JAKARTA (Waspada): Wakil Ketua Komisi IX DPR RI Kurniasih Mufidayati kecewa dan menyatakan sedih sekali dan menyesalkan hilangnya mandatory spending dalam Rancangan Undang Undang (RUU) Omnibus Law Kesehatan karena Kementerian Keuangan belum menyetujui pasal mandatory spending masuk dalam RUU tersebut. Dari 9 fraksi, 5 fraksi tetap menginginkan adanya mandatori spending karena ini sangat penting apalagi untuk menghadapi kejadian luar biasa dan wabah.
“Saya sangat kecewa dan sedih sekali.
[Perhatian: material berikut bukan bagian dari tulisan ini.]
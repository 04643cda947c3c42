// SPDX-License-Identifier: BUSL-1.1
// Copyright (c) 2026 Alfred Jean LLC

//! Schema-less documents
//!
//! A document is an ordered field map of JSON values with one reserved
//! field, `_id`, holding its identifier. Field names may not start with `$`
//! or contain `.`: `$`-prefixed keys are reserved for log record markers and
//! `.` separates the parts of a field path.

use serde::{Deserialize, Serialize};
use serde_json::{Map, Value};
use thiserror::Error;

/// Name of the reserved identifier field
pub const ID_FIELD: &str = "_id";

/// Errors from document validation
#[derive(Debug, Clone, PartialEq, Eq, Error)]
pub enum DocumentError {
    #[error("document must be a JSON object, got {0}")]
    NotAnObject(&'static str),
    #[error("field names cannot begin with '$': {0}")]
    ReservedFieldName(String),
    #[error("field names cannot contain '.': {0}")]
    DottedFieldName(String),
    #[error("_id must be a string, got {0}")]
    InvalidId(&'static str),
}

/// A stored document
#[derive(Debug, Clone, Default, PartialEq, Serialize, Deserialize)]
#[serde(transparent)]
pub struct Document(Map<String, Value>);

impl Document {
    pub fn new() -> Self {
        Self::default()
    }

    /// Build a document from a JSON value, validating field names
    pub fn from_value(value: Value) -> Result<Self, DocumentError> {
        match value {
            Value::Object(map) => {
                let doc = Self(map);
                doc.validate()?;
                Ok(doc)
            }
            other => Err(DocumentError::NotAnObject(kind_name(&other))),
        }
    }

    /// Wrap a map without validating it (used when decoding trusted log lines)
    pub fn from_map_unchecked(map: Map<String, Value>) -> Self {
        Self(map)
    }

    /// The document identifier, if one has been assigned
    pub fn id(&self) -> Option<&str> {
        self.0.get(ID_FIELD).and_then(Value::as_str)
    }

    /// Set the identifier, keeping `_id` as the first field for new documents
    pub fn set_id(&mut self, id: impl Into<String>) {
        let id = Value::String(id.into());
        if let Some(slot) = self.0.get_mut(ID_FIELD) {
            *slot = id;
            return;
        }
        let mut map = Map::with_capacity(self.0.len() + 1);
        map.insert(ID_FIELD.to_string(), id);
        map.append(&mut self.0);
        self.0 = map;
    }

    pub fn get(&self, field: &str) -> Option<&Value> {
        self.0.get(field)
    }

    pub fn insert(&mut self, field: impl Into<String>, value: Value) -> Option<Value> {
        self.0.insert(field.into(), value)
    }

    pub fn remove(&mut self, field: &str) -> Option<Value> {
        self.0.shift_remove(field)
    }

    pub fn as_map(&self) -> &Map<String, Value> {
        &self.0
    }

    pub fn len(&self) -> usize {
        self.0.len()
    }

    pub fn is_empty(&self) -> bool {
        self.0.is_empty()
    }

    pub fn into_value(self) -> Value {
        Value::Object(self.0)
    }

    /// Check field names recursively and the type of `_id`
    pub fn validate(&self) -> Result<(), DocumentError> {
        if let Some(id) = self.0.get(ID_FIELD) {
            if !id.is_string() {
                return Err(DocumentError::InvalidId(kind_name(id)));
            }
        }
        validate_map(&self.0)
    }

    /// Resolve a dotted field path such as `address.city` or `tags.0`
    ///
    /// Crossing an array with a non-numeric part maps the rest of the path
    /// over every element, so `items.sku` on `{items: [{sku: 1}, {sku: 2}]}`
    /// yields `[1, 2]`. Elements missing the rest of the path are skipped.
    pub fn dot_value(&self, path: &str) -> Option<Value> {
        let parts: Vec<&str> = path.split('.').collect();
        let (first, rest) = parts.split_first()?;
        dot_value_in(self.0.get(*first)?, rest)
    }
}

impl TryFrom<Value> for Document {
    type Error = DocumentError;

    fn try_from(value: Value) -> Result<Self, Self::Error> {
        Self::from_value(value)
    }
}

impl From<Document> for Value {
    fn from(doc: Document) -> Self {
        doc.into_value()
    }
}

fn dot_value_in(value: &Value, parts: &[&str]) -> Option<Value> {
    let Some((first, rest)) = parts.split_first() else {
        return Some(value.clone());
    };

    match value {
        Value::Object(map) => dot_value_in(map.get(*first)?, rest),
        Value::Array(items) => match first.parse::<usize>() {
            Ok(i) => dot_value_in(items.get(i)?, rest),
            Err(_) => Some(Value::Array(
                items
                    .iter()
                    .filter_map(|item| dot_value_in(item, parts))
                    .collect(),
            )),
        },
        _ => None,
    }
}

fn validate_map(map: &Map<String, Value>) -> Result<(), DocumentError> {
    for (key, value) in map {
        if key.starts_with('$') {
            return Err(DocumentError::ReservedFieldName(key.clone()));
        }
        if key.contains('.') {
            return Err(DocumentError::DottedFieldName(key.clone()));
        }
        validate_value(value)?;
    }
    Ok(())
}

fn validate_value(value: &Value) -> Result<(), DocumentError> {
    match value {
        Value::Object(map) => validate_map(map),
        Value::Array(items) => items.iter().try_for_each(validate_value),
        _ => Ok(()),
    }
}

pub(crate) fn kind_name(value: &Value) -> &'static str {
    match value {
        Value::Null => "null",
        Value::Bool(_) => "boolean",
        Value::Number(_) => "number",
        Value::String(_) => "string",
        Value::Array(_) => "array",
        Value::Object(_) => "object",
    }
}

#[cfg(test)]
#[path = "document_tests.rs"]
mod tests;
// SPDX-License-Identifier: BUSL-1.1
// Copyright (c) 2026 Alfred Jean LLC

use super::*;
use serde_json::json;

fn doc(value: Value) -> Document {
    Document::from_value(value).unwrap()
}

#[test]
fn closures_are_selectors() {
    let sel = |d: &Document| d.get("a") == Some(&json!(1));
    assert!(sel.matches(&doc(json!({"a": 1}))));
    assert!(!sel.matches(&doc(json!({"a": 2}))));
}

#[test]
fn field_eq_matches_array_elements() {
    let sel = FieldEq::new("tags", "red");
    assert!(sel.matches(&doc(json!({"tags": ["blue", "red"]}))));
    assert!(!sel.matches(&doc(json!({"tags": ["blue"]}))));
    assert!(!sel.matches(&doc(json!({"other": 1}))));
}

#[test]
fn field_eq_by_id() {
    let sel = FieldEq::id("X");
    assert!(sel.matches(&doc(json!({"_id": "X"}))));
    assert!(!sel.matches(&doc(json!({"_id": "Y"}))));
}
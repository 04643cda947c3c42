// SPDX-License-Identifier: BUSL-1.1
// Copyright (c) 2026 Alfred Jean LLC

//! Filesystem storage adapter backed by tokio::fs

use super::{FlushError, StorageAdapter, StorageError, StorageOp};
use async_trait::async_trait;
use std::path::Path;
use tokio::fs::{self, OpenOptions};
use tokio::io::AsyncWriteExt;

/// Storage adapter for the local filesystem
#[derive(Clone, Copy, Debug)]
pub struct FsStorage {
    dir_sync: bool,
}

impl FsStorage {
    /// Create an adapter; directory fsync is enabled except on Windows,
    /// which cannot flush directory handles
    pub fn new() -> Self {
        Self {
            dir_sync: !cfg!(windows),
        }
    }

    /// Enable or disable fsync of directory handles
    pub fn with_dir_sync(mut self, enabled: bool) -> Self {
        self.dir_sync = enabled;
        self
    }

    pub fn dir_sync(&self) -> bool {
        self.dir_sync
    }
}

impl Default for FsStorage {
    fn default() -> Self {
        Self::new()
    }
}

#[async_trait]
impl StorageAdapter for FsStorage {
    async fn exists(&self, path: &Path) -> Result<bool, StorageError> {
        fs::try_exists(path)
            .await
            .map_err(|e| StorageError::io(StorageOp::Exists, path, e))
    }

    async fn rename(&self, from: &Path, to: &Path) -> Result<(), StorageError> {
        fs::rename(from, to)
            .await
            .map_err(|e| StorageError::io(StorageOp::Rename, from, e))
    }

    async fn write_file(&self, path: &Path, data: &[u8]) -> Result<(), StorageError> {
        fs::write(path, data)
            .await
            .map_err(|e| StorageError::io(StorageOp::Write, path, e))
    }

    async fn append_file(&self, path: &Path, data: &[u8]) -> Result<(), StorageError> {
        let io_err = |e| StorageError::io(StorageOp::Append, path, e);
        let mut file = OpenOptions::new()
            .create(true)
            .append(true)
            .open(path)
            .await
            .map_err(io_err)?;
        file.write_all(data).await.map_err(io_err)?;
        // tokio completes writes in the background; wait for them before drop
        file.flush().await.map_err(io_err)
    }

    async fn unlink(&self, path: &Path) -> Result<(), StorageError> {
        fs::remove_file(path)
            .await
            .map_err(|e| StorageError::io(StorageOp::Unlink, path, e))
    }

    async fn mkdirp(&self, path: &Path) -> Result<(), StorageError> {
        fs::create_dir_all(path)
            .await
            .map_err(|e| StorageError::io(StorageOp::Mkdir, path, e))
    }

    async fn read_file(&self, path: &Path) -> Result<Vec<u8>, StorageError> {
        fs::read(path)
            .await
            .map_err(|e| StorageError::io(StorageOp::Read, path, e))
    }

    async fn flush(&self, path: &Path, is_dir: bool) -> Result<(), StorageError> {
        if is_dir && !self.dir_sync {
            return Ok(());
        }

        let mut file = OpenOptions::new()
            .read(true)
            .write(!is_dir)
            .open(path)
            .await
            .map_err(|e| StorageError::io(StorageOp::Open, path, e))?;

        let on_fsync = file.sync_all().await.err();
        // std offers no fallible close; shutdown is the last point a
        // deferred error on this handle can surface
        let on_close = if is_dir {
            None
        } else {
            file.shutdown().await.err()
        };
        drop(file);

        if on_fsync.is_some() || on_close.is_some() {
            return Err(FlushError {
                path: path.to_path_buf(),
                on_fsync,
                on_close,
            }
            .into());
        }
        Ok(())
    }
}

#[cfg(test)]
#[path = "fs_tests.rs"]
mod tests;
// SPDX-License-Identifier: BUSL-1.1
// Copyright (c) 2026 Alfred Jean LLC

// Allow panic!/unwrap/expect in test code
#![cfg_attr(test, allow(clippy::panic))]
#![cfg_attr(test, allow(clippy::unwrap_used))]
#![cfg_attr(test, allow(clippy::expect_used))]

//! holt-engine: indexed document datastore

mod config;
mod datastore;
mod error;
pub mod index;
mod sequencer;
pub mod state;

pub use config::{ConfigError, DatastoreConfig};
pub use datastore::Datastore;
pub use error::DatastoreError;
pub use index::{Index, IndexError};
pub use sequencer::{Sequencer, SequencerError};
pub use state::Collection;

pub use holt_storage::{CompactionResult, CorruptionPolicy, IndexSpec, LoadReport};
Dari sisi titik temu samapi selesai pembicaraan Tingkat I tidak ada mandatory spending. Bagaimana mungkin Omnibuslaw Kesehatan tidak ada mandatory spending. Yang kita harapkan ada jaminan ketersediaan anggaran. Ini membuat pembahasann itu menjadi hambar. Saya kira dari Kementerian Keuangan tidak bisa memberikan,”ungkap Mufida dalam diskusi Forum Legislasi ‘Menakar Efektivitas RUU Kesehatan Mengendalikan Wabah Penyakit Menular’ di Media Center DPR RI, Jakarta, Selasa (4/7).
Mandatory spending jaminan anggaran yang diatur negara dalam Undang-Undang. Tujuan mandatory spending ini adalah untuk mengurangi masalah ketimpangan sosial dan ekonomi daerah.
Mandatory spending menurut Mufida merupakan amanat dari badan kesehatan dunia (WHO). “Ini amanat dari WHO. Afrika saja berani sekian persen jaminan ketersediaan pendanaan kesehatan. Tetapi kita Mandatory spending dihapus. Kita berharap DPR RI bisa meminta kepada Menkeu mumpung UUnya belum diketok (belum disahkan),”ujarnya.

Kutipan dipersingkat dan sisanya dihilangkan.